Linux File Comparison: Deep Dive into `colcmp.sh` Script

In the realm of Linux system administration and development, comparing files is a routine yet critical task. Whether you are tracking configuration changes, analyzing log files, or managing datasets, the ability to efficiently compare file content is indispensable. This article delves into colcmp.sh, a bash script designed to compare two files specifically for changes in name-value pairs, offering a focused approach to Linux Compare 2 Files. This script is particularly useful when you need to identify modifications in configuration files or data lists where each entry consists of a name and its corresponding value.

Understanding colcmp.sh

colcmp.sh is a command-line utility crafted in bash to pinpoint changes between two files formatted as name value pairs, each on a new line. It leverages the power of bash associative arrays (available in bash version 4 and above) to efficiently process and compare these files. The script is designed to output the names of entries that have been modified, added, or removed between the two input files.

Key Features and Benefits

  • Focused Comparison: Unlike generic file comparison tools like diff or cmp, colcmp.sh is tailored for name-value pair comparisons. This specialization allows it to provide more meaningful output in scenarios where the order of lines is not significant, but the association between names and values is crucial.
  • Change Detection: The script not only identifies differences but categorizes them as changes, additions, or removals. This detailed output makes it easy to understand the nature of modifications between file versions.
  • Bash Script Simplicity: Being a bash script, colcmp.sh is portable across Linux environments and can be easily understood, modified, and integrated into larger shell scripts or automation workflows.
  • Clear Output: The script provides human-readable output, indicating which names have changed and summarizing the overall comparison. It also generates an Output_File containing a concise summary of changes.

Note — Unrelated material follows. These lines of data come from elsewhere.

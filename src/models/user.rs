use crate::entities::User;
use serde::{Deserialize, Serialize};
use utoipa::ToSchema;

#[derive(Debug, Deserialize, ToSchema)]
pub struct RegisterRequest {
    pub full_name: String,
    pub email: String,
    pub username: String,
    pub password: String,
    /// URL of an avatar already uploaded to the media service.
    pub avatar: String,
    pub cover_image: Option<String>,
}

/// Either `username` or `email` identifies the account.
#[derive(Debug, Deserialize, ToSchema)]
pub struct LoginRequest {
    pub username: Option<String>,
    pub email: Option<String>,
    pub password: String,
}

#[derive(Debug, Serialize, Deserialize, ToSchema)]
pub struct AuthResponse {
    pub user: UserResponse,
    pub access_token: String,
    pub refresh_token: String,
}

#[derive(Debug, Deserialize, ToSchema)]
pub struct RefreshTokenRequest {
    pub refresh_token: String,
}

#[derive(Debug, Serialize, Deserialize, ToSchema)]
pub struct TokenResponse {
    pub access_token: String,
    pub refresh_token: String,
}

#[derive(Debug, Deserialize, ToSchema)]
pub struct ChangePasswordRequest {
    pub old_password: String,
    pub new_password: String,
}

#[derive(Debug, Deserialize, ToSchema)]
pub struct UpdateAccountRequest {
    pub full_name: String,
    pub email: String,
}

#[derive(Debug, Deserialize, ToSchema)]
pub struct UpdateAvatarRequest {
    pub avatar: String,
}

#[derive(Debug, Deserialize, ToSchema)]
pub struct UpdateCoverImageRequest {
    pub cover_image: String,
}

/// Public view of a user; never carries credential or session fields.
#[derive(Debug, Serialize, Deserialize, ToSchema)]
pub struct UserResponse {
    pub id: String,
    pub username: String,
    pub email: String,
    pub full_name: String,
    pub avatar: String,
    pub cover_image: Option<String>,
    pub created_at: chrono::DateTime<chrono::Utc>,
}

impl From<User> for UserResponse {
    fn from(user: User) -> Self {
        UserResponse {
            id: user.id.to_hex(),
            username: user.username,
            email: user.email,
            full_name: user.full_name,
            avatar: user.avatar,
            cover_image: user.cover_image,
            created_at: user.created_at,
        }
    }
}

/// Channel page: profile plus derived counts, recomputed on every read.
#[derive(Debug, Serialize, Deserialize, ToSchema)]
pub struct ChannelProfileResponse {
    pub id: String,
    pub username: String,
    pub full_name: String,
    pub email: String,
    pub avatar: String,
    pub cover_image: Option<String>,
    pub subscriber_count: u64,
    pub channels_subscribed_to_count: u64,
    pub is_subscribed: bool,
}
use crate::entities::Tweet;
use serde::{Deserialize, Serialize};
use utoipa::ToSchema;

#[derive(Debug, Deserialize, ToSchema)]
pub struct TweetRequest {
    pub content: String,
}

#[derive(Debug, Serialize, Deserialize, ToSchema)]
pub struct TweetResponse {
    pub id: String,
    pub owner_id: String,
    pub content: String,
    pub created_at: chrono::DateTime<chrono::Utc>,
}

impl From<Tweet> for TweetResponse {
    fn from(tweet: Tweet) -> Self {
        TweetResponse {
            id: tweet.id.to_hex(),
            owner_id: tweet.owner.to_hex(),
            content: tweet.content,
            created_at: tweet.created_at,
        }
    }
}
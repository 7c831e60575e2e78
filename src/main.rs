use actix_cors::Cors;
use actix_web::{middleware::Logger, web, App, HttpServer};
use utoipa::OpenApi;
use utoipa_swagger_ui::SwaggerUi;

mod api;
mod auth;
mod config;
mod db;
mod entities;
mod error;
mod models;
mod services;
mod stores;

use config::Config;
use db::create_mongodb_client;
use stores::Stores;

#[actix_web::main]
async fn main() -> std::io::Result<()> {
    env_logger::init_from_env(env_logger::Env::new().default_filter_or("info"));

    let config = Config::from_env().expect("Failed to load configuration");

    log::info!(
        "Starting server on {}:{}",
        config.server.host,
        config.server.port
    );

    let mongodb_db = create_mongodb_client(&config)
        .await
        .expect("Failed to create MongoDB client");
    let stores = Stores::mongo(&mongodb_db);

    log::info!("Database connection established, indexes ensured");

    let openapi = api::ApiDoc::openapi();

    let server_host = config.server.host.clone();
    let server_port = config.server.port;
    let cors_origin = config.server.cors_origin.clone();

    HttpServer::new(move || {
        let cors = if cors_origin == "*" {
            Cors::permissive()
        } else {
            Cors::default()
                .allowed_origin(&cors_origin)
                .allow_any_method()
                .allow_any_header()
        };

        App::new()
            .wrap(Logger::default())
            .wrap(cors)
            .app_data(web::Data::new(config.clone()))
            .app_data(web::Data::new(stores.clone()))
            .route(
                "/api/docs",
                web::get().to(|| async {
                    actix_web::HttpResponse::PermanentRedirect()
                        .append_header(("Location", "/api/docs/"))
                        .finish()
                }),
            )
            .service(
                SwaggerUi::new("/api/docs/{_:.*}").url("/api-docs/openapi.json", openapi.clone()),
            )
            .configure(api::configure)
    })
    .bind(format!("{}:{}", server_host, server_port))?
    .run()
    .await
}
use chrono::{Duration, Utc};
use jsonwebtoken::{decode, encode, DecodingKey, EncodingKey, Header, Validation};
use mongodb::bson::oid::ObjectId;
use serde::{Deserialize, Serialize};

/// Short-lived token sent with every authenticated request.
#[derive(Debug, Serialize, Deserialize)]
pub struct AccessClaims {
    pub sub: String, // user id (hex)
    pub username: String,
    pub email: String,
    pub exp: i64,
    pub iat: i64,
}

impl AccessClaims {
    pub fn new(user_id: ObjectId, username: String, email: String, expiry_hours: i64) -> Self {
        let now = Utc::now();
        AccessClaims {
            sub: user_id.to_hex(),
            username,
            email,
            exp: (now + Duration::hours(expiry_hours)).timestamp(),
            iat: now.timestamp(),
        }
    }
}

/// Long-lived token used only to mint a fresh pair; a copy is persisted on
/// the user record so it can be revoked by logout.
#[derive(Debug, Serialize, Deserialize)]
pub struct RefreshClaims {
    pub sub: String, // user id (hex)
    pub exp: i64,
    pub iat: i64,
}

impl RefreshClaims {
    pub fn new(user_id: ObjectId, expiry_days: i64) -> Self {
        let now = Utc::now();
        RefreshClaims {
            sub: user_id.to_hex(),
            exp: (now + Duration::days(expiry_days)).timestamp(),
            iat: now.timestamp(),
        }
    }
}

pub fn create_access_token(claims: &AccessClaims, secret: &str) -> Result<String, anyhow::Error> {
    let token = encode(
        &Header::default(),
        claims,
        &EncodingKey::from_secret(secret.as_ref()),
    )?;
    Ok(token)
}

pub fn verify_access_token(token: &str, secret: &str) -> Result<AccessClaims, anyhow::Error> {
    let validation = Validation::default();
    let token_data = decode::<AccessClaims>(
        token,
        &DecodingKey::from_secret(secret.as_ref()),
        &validation,
    )?;
    Ok(token_data.claims)
}

pub fn create_refresh_token(claims: &RefreshClaims, secret: &str) -> Result<String, anyhow::Error> {
    let token = encode(
        &Header::default(),
        claims,
        &EncodingKey::from_secret(secret.as_ref()),
    )?;
    Ok(token)
}

pub fn verify_refresh_token(token: &str, secret: &str) -> Result<RefreshClaims, anyhow::Error> {
    let validation = Validation::default();
    let token_data = decode::<RefreshClaims>(
        token,
        &DecodingKey::from_secret(secret.as_ref()),
        &validation,
    )?;
    Ok(token_data.claims)
}
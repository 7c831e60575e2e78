use crate::config::Config;
use mongodb::bson::doc;
use mongodb::options::IndexOptions;
use mongodb::{Client, Database, IndexModel};

pub async fn create_mongodb_client(config: &Config) -> Result<Database, anyhow::Error> {
    let client = Client::with_uri_str(&config.mongodb.uri).await?;
    let db = client.database(&config.mongodb.database);
    ensure_indexes(&db).await?;
    Ok(db)
}

/// Indexes the request path relies on: identity uniqueness, and the unique
/// compound pairs that make subscription/like toggles race-safe.
async fn ensure_indexes(db: &Database) -> Result<(), anyhow::Error> {
    let unique = || IndexOptions::builder().unique(true).build();

    db.collection::<mongodb::bson::Document>("users")
        .create_indexes(
            vec![
                IndexModel::builder()
                    .keys(doc! {"username": 1})
                    .options(unique())
                    .build(),
                IndexModel::builder()
                    .keys(doc! {"email": 1})
                    .options(unique())
                    .build(),
            ],
            None,
        )
        .await?;

    db.collection::<mongodb::bson::Document>("subscriptions")
        .create_indexes(
            vec![
                IndexModel::builder()
                    .keys(doc! {"subscriber": 1, "channel": 1})
                    .options(unique())
                    .build(),
                IndexModel::builder().keys(doc! {"channel": 1}).build(),
            ],
            None,
        )
        .await?;

    db.collection::<mongodb::bson::Document>("likes")
        .create_indexes(
            vec![
                IndexModel::builder()
                    .keys(doc! {"video": 1, "liked_by": 1})
                    .options(unique())
                    .build(),
                IndexModel::builder().keys(doc! {"video": 1}).build(),
            ],
            None,
        )
        .await?;

    db.collection::<mongodb::bson::Document>("videos")
        .create_indexes(
            vec![
                IndexModel::builder().keys(doc! {"owner": 1}).build(),
                IndexModel::builder().keys(doc! {"created_at": -1}).build(),
            ],
            None,
        )
        .await?;

    db.collection::<mongodb::bson::Document>("comments")
        .create_indexes(vec![IndexModel::builder().keys(doc! {"video": 1}).build()], None)
        .await?;

    db.collection::<mongodb::bson::Document>("tweets")
        .create_indexes(vec![IndexModel::builder().keys(doc! {"owner": 1}).build()], None)
        .await?;

    Ok(())
}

How to Use colcmp.sh for Linux File Comparison

To effectively use colcmp.sh for linux compare 2 files, follow these steps:

Prerequisites

  • Bash v4+: Ensure your Linux environment is running bash version 4 or higher. You can check your bash version by running bash --version in the terminal.
  • Executable Script: Save the script content (provided in the Source (colcmp.sh) section below) into a file named colcmp.sh, and make it executable using the command chmod +x colcmp.sh.
  • Input Files: Prepare two text files (File_1.txt and File_2.txt) that you want to compare. Each file should contain name-value pairs in the format name value, with each pair on a new line.

Running the Script

Execute colcmp.sh from your terminal with the following syntax:

./colcmp.sh File_1.txt File_2.txt

Replace File_1.txt and File_2.txt with the actual paths to your input files.

Interpreting the Output

After running the script, you will see output directly in your terminal and an Output_File will be created (or overwritten) in the same directory.

Terminal Output:

The terminal output provides a summary of the comparison:

  • Files are identical: If File_1.txt and File_2.txt are identical, the output will be: files are identical.
  • Changes detected: If differences are found, the output will list:
    • Changes in values: e.g., User3 changed from 'US' to 'NG'
    • Users removed from File_2.txt compared to File_1.txt: e.g., User4 was removed
    • Users added to File_2.txt compared to File_1.txt: e.g., User5 was added as 'CA'
    • Users with no changes: e.g., no change: User1,User2

Output_File Content:

The Output_File will contain a single line:

  • If files are identical or no changes in name-value pairs are detected that are considered as ‘changed’ in the context of the script’s logic (additions, removals, value modifications), Output_File will be empty.
  • If any changes (additions, removals, or value modifications) are detected, Output_File will contain: UserX has changed (where UserX is one of the users that has changed, added, or removed – the script logic makes it so that in case of changes, it will always write to this file).

Example:

Let’s assume File_1.txt contains:

User1 US
User2 CA
User3 US
User4 UK

And File_2.txt contains:

User1 US
User2 CA
User3 NG
User5 CA

Running ./colcmp.sh File_1.txt File_2.txt will produce the following terminal output:

User3 changed from 'US' to 'NG'
User4 was removed
User5 was added as 'CA'
no change: User1,User2

And Output_File will contain:

User3 has changed

Alt text: Command-line example showing the execution of colcmp.sh comparing File_1.txt and File_2.txt and displaying the terminal output with changes and no changes, alongside the content of Output_File.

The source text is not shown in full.